First, thank you for your commitment to our way of investing and your trust in us. Vanguard CEO Bill McNabb put this staggering number—and responsibility—in perspective in a message to Vanguard crew: “I think of it as 4 trillion votes of confidence in the way we do things, and 4 trillion reminders that we must always put our clients first.”
Second, competitors are taking notice that investors are now much more cost-savvy and beating a path to Vanguard’s door. Some have taken to running ads and commercials touting low costs and comparing their funds to Vanguard’s. But there is more than meets the eye.

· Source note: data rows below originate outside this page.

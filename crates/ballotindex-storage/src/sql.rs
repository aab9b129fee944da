//! Helpers shared by the `sqlx` backends.

use chrono::{DateTime, Utc};

use ballotindex_core::error::IndexerError;

pub(crate) fn storage_err(e: sqlx::Error) -> IndexerError {
    IndexerError::Storage(e.to_string())
}

/// Timestamps are stored as Unix milliseconds in a BIGINT column.
pub(crate) fn to_millis(at: &DateTime<Utc>) -> i64 {
    at.timestamp_millis()
}

pub(crate) fn from_millis(ms: i64) -> Result<DateTime<Utc>, IndexerError> {
    DateTime::from_timestamp_millis(ms)
        .ok_or_else(|| IndexerError::Storage(format!("timestamp out of range: {ms}")))
}

/// `true` when an insert-or-noop statement created the row.
pub(crate) fn created(rows_affected: u64) -> bool {
    rows_affected > 0
}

Let the buyer beware, as these promotions deserve a closer look. I am channeling my inner Jack Bogle here. In his 1993 best-selling book, Bogle on Mutual Funds, Vanguard’s founder used cleverly titled caveat emptor sidebars to alert readers to questionable industry practices, dubious products, and potential investing pitfalls.
My first caution is to examine the purported price advantage. Some ads are trumpeting a cost advantage of one basis point (0.01%) or even less—a half basis point (0.005%)!

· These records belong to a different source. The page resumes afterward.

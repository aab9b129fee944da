//! The election store contract.
//!
//! Writes are insert-or-noop keyed by each row's natural unique key: an
//! `insert_*` call returns `true` when it created the row and `false` when a
//! row with the same key already existed (nothing is overwritten). Backends
//! must enforce the keys with a native unique constraint so that concurrent or
//! replayed inserts can never produce a second row.

use async_trait::async_trait;

use crate::error::IndexerError;
use crate::model::{Candidate, Election, ElectionCounts, ElectionResult, Vote, Voter};

#[async_trait]
pub trait ElectionStore: Send + Sync {
    /// Verify the store is reachable.
    async fn health_check(&self) -> Result<(), IndexerError>;

    // ─── Elections ───────────────────────────────────────────────────────────

    async fn find_election(&self, election_id: &str) -> Result<Option<Election>, IndexerError>;

    async fn insert_election(&self, election: &Election) -> Result<bool, IndexerError>;

    /// Every election, newest `created_at` first.
    async fn list_elections(&self) -> Result<Vec<Election>, IndexerError>;

    /// Candidate, voter and vote counts of one election, without loading rows.
    async fn election_counts(&self, election_id: &str) -> Result<ElectionCounts, IndexerError>;

    // ─── Candidates / voters ─────────────────────────────────────────────────

    async fn insert_candidate(&self, candidate: &Candidate) -> Result<bool, IndexerError>;

    /// Candidates of an election in registration order.
    async fn candidates(&self, election_id: &str) -> Result<Vec<Candidate>, IndexerError>;

    async fn insert_voter(&self, voter: &Voter) -> Result<bool, IndexerError>;

    /// Voters of an election in registration order.
    async fn voters(&self, election_id: &str) -> Result<Vec<Voter>, IndexerError>;

    // ─── Votes ───────────────────────────────────────────────────────────────

    async fn find_vote(
        &self,
        election_id: &str,
        voter_address: &str,
    ) -> Result<Option<Vote>, IndexerError>;

    async fn insert_vote(&self, vote: &Vote) -> Result<bool, IndexerError>;

    /// Votes of an election, newest `created_at` first.
    async fn votes(&self, election_id: &str) -> Result<Vec<Vote>, IndexerError>;

    // ─── Results ─────────────────────────────────────────────────────────────

    async fn find_result(&self, election_id: &str) -> Result<Option<ElectionResult>, IndexerError>;

    async fn insert_result(&self, result: &ElectionResult) -> Result<bool, IndexerError>;
}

Clifford Asness, founder of the global investment management firm AQR and a respected market commentator, recently (and wryly) tweeted: Moving from a 150 bps fee to 25 bps, huge. Moving from 25 bps to 10 bps, ok but not huge. The move from 5.0 to 4.5, deeply irrelevant.

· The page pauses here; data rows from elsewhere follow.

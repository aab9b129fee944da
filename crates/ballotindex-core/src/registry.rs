//! Tracker registry: binds each event kind to its filter and handler.

use std::sync::Arc;

use crate::event::EventKind;
use crate::handler::EventHandler;
use crate::handlers::{
    CandidateRegisteredHandler, ElectionCreatedHandler, ElectionEndedHandler, VoteCastHandler,
    VoterRegisteredHandler,
};
use crate::store::ElectionStore;
use crate::types::EventFilter;

/// One independently polled event stream.
#[derive(Clone)]
pub struct Tracker {
    pub kind: EventKind,
    pub filter: EventFilter,
    pub handler: Arc<dyn EventHandler>,
}

impl Tracker {
    /// Tracker identity, also the key of its cursor row.
    pub fn id(&self) -> &'static str {
        self.kind.event_name()
    }
}

impl std::fmt::Debug for Tracker {
    fn fmt(&self, f: &mut std::fmt::Formatter<'_>) -> std::fmt::Result {
        f.debug_struct("Tracker")
            .field("kind", &self.kind)
            .field("filter", &self.filter)
            .finish_non_exhaustive()
    }
}

/// Ordered table of trackers, at most one per event kind.
#[derive(Debug, Clone, Default)]
pub struct TrackerRegistry {
    trackers: Vec<Tracker>,
}

impl TrackerRegistry {
    pub fn new() -> Self {
        Self::default()
    }

    /// The five election trackers for `<package_id>::<module_name>`, in the
    /// order ElectionCreated, CandidateRegistered, VoterRegistered, VoteCast,
    /// ElectionEnded.
    pub fn election(package_id: &str, module_name: &str, store: Arc<dyn ElectionStore>) -> Self {
        let mut registry = Self::new();
        for kind in EventKind::ALL {
            let handler: Arc<dyn EventHandler> = match kind {
                EventKind::ElectionCreated => Arc::new(ElectionCreatedHandler::new(store.clone())),
                EventKind::CandidateRegistered => {
                    Arc::new(CandidateRegisteredHandler::new(store.clone()))
                }
                EventKind::VoterRegistered => Arc::new(VoterRegisteredHandler::new(store.clone())),
                EventKind::VoteCast => Arc::new(VoteCastHandler::new(store.clone())),
                EventKind::ElectionEnded => Arc::new(ElectionEndedHandler::new(store.clone())),
            };
            registry.register(Tracker {
                kind,
                filter: EventFilter::move_event(package_id, module_name, kind.event_name()),
                handler,
            });
        }
        registry
    }

    /// Register a tracker, replacing any existing tracker for the same kind.
    pub fn register(&mut self, tracker: Tracker) {
        match self.trackers.iter_mut().find(|t| t.kind == tracker.kind) {
            Some(existing) => *existing = tracker,
            None => self.trackers.push(tracker),
        }
    }

    pub fn get(&self, kind: EventKind) -> Option<&Tracker> {
        self.trackers.iter().find(|t| t.kind == kind)
    }

    pub fn iter(&self) -> impl Iterator<Item = &Tracker> {
        self.trackers.iter()
    }

    pub fn len(&self) -> usize {
        self.trackers.len()
    }

    pub fn is_empty(&self) -> bool {
        self.trackers.is_empty()
    }
}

To put it in dollar terms, the difference of a half basis point on a $10,000 investment is 50 cents; 1 basis point equals $1. Even at higher investment amounts and compounded over 30 years, the result is not all that meaningful.
Is Vanguard saying that costs don’t matter or we don’t intend to continue to lower expenses? No and no! But we agree with Asness on the diminishing value of de minimis differences in expense ratios.
Basis-point wise, pound foolish
My second yellow flag is that these ads don’t always compare like funds with Vanguard’s ultra-low-cost Admiral™ Shares and ETF Shares. Do your homework when assessing expenses, and look at other factors. There can be real differences in target benchmarks, as well as pre- and post-tax performance, which far exceed a basis point or two.
Consider, too, that some funds are achieving their cost advantage through fee waivers and expense caps. That’s a practice from the 1980s, employed mostly on money market funds, so fund sponsors could lure investors by advertising higher yields. Thankfully, such waivers are now disclosed in fund prospectuses and websites, so check the fine print.
Vanguard doesn’t resort to such practices. Vanguard’s low costs are long-term and durable, not short-term and promotional. Further, unlike the Johnny-come-latelies, Vanguard has been lowering costs—regularly—for more than four decades. In fact, we’ve reduced fund expense ratios 1,833 times over the last 40 years.
My final word of advice is to shop in the store that offers low costs across its offerings. While some firms offer alluringly low expenses on select products, Vanguard does so across asset classes (stock, bond, balanced, and money market funds); across product types (traditional funds and ETFs); and across investment strategies (active and index).
For example, say you want to complement your index holdings with an actively managed large-cap growth fund. The expense ratio of Vanguard U.S. Growth Fund Investor Shares is 0.46% (0.32% for Admiral Shares), compared with 0.82%,1 0.99%,2 and 1.14%3 for competitor funds.
Ben Johnson of Morningstar puts a sharper point on it in a recent article: “In many settings, these low-cost building blocks are simply loss leaders, a cheap gallon of milk meant to entice consumers into the storefront in hopes they’ll grab some Cheetos and a pack of gum before they get to the counter.”
Mission and model
Let me return to Bill McNabb’s statement: “We must always put our clients first.” Vanguard abides by this mission and model.
By mission—to give you the best chance of investment success. Lowering your investing costs is one way to do so.
And by model—there are no outside owners and therefore no conflicting loyalties at Vanguard. The company is owned by its funds, which in turn are owned by their fund shareholders. Our unique client-owned business model enables us to return profits to our fund shareholders in the form of lower expenses or to reinvest in the company to better the service and experience we deliver to you. As such, we are not beholden to a third party—corporate shareholders, company principals, or family members—to make a profit.
Prices can be matched, and even undercut by a basis point or two, but not our mission and not our model.
1 Source: Fidelity Blue Chip Growth Fund.
2 Source: Schwab Large-Cap Growth Fund.
3 Source: BlackRock Large Cap Growth Fund Service Shares.
- All investing is subject to risk, including the possible loss of the money you invest.
- Vanguard is client-owned. As a client-owner, you own the funds that own Vanguard.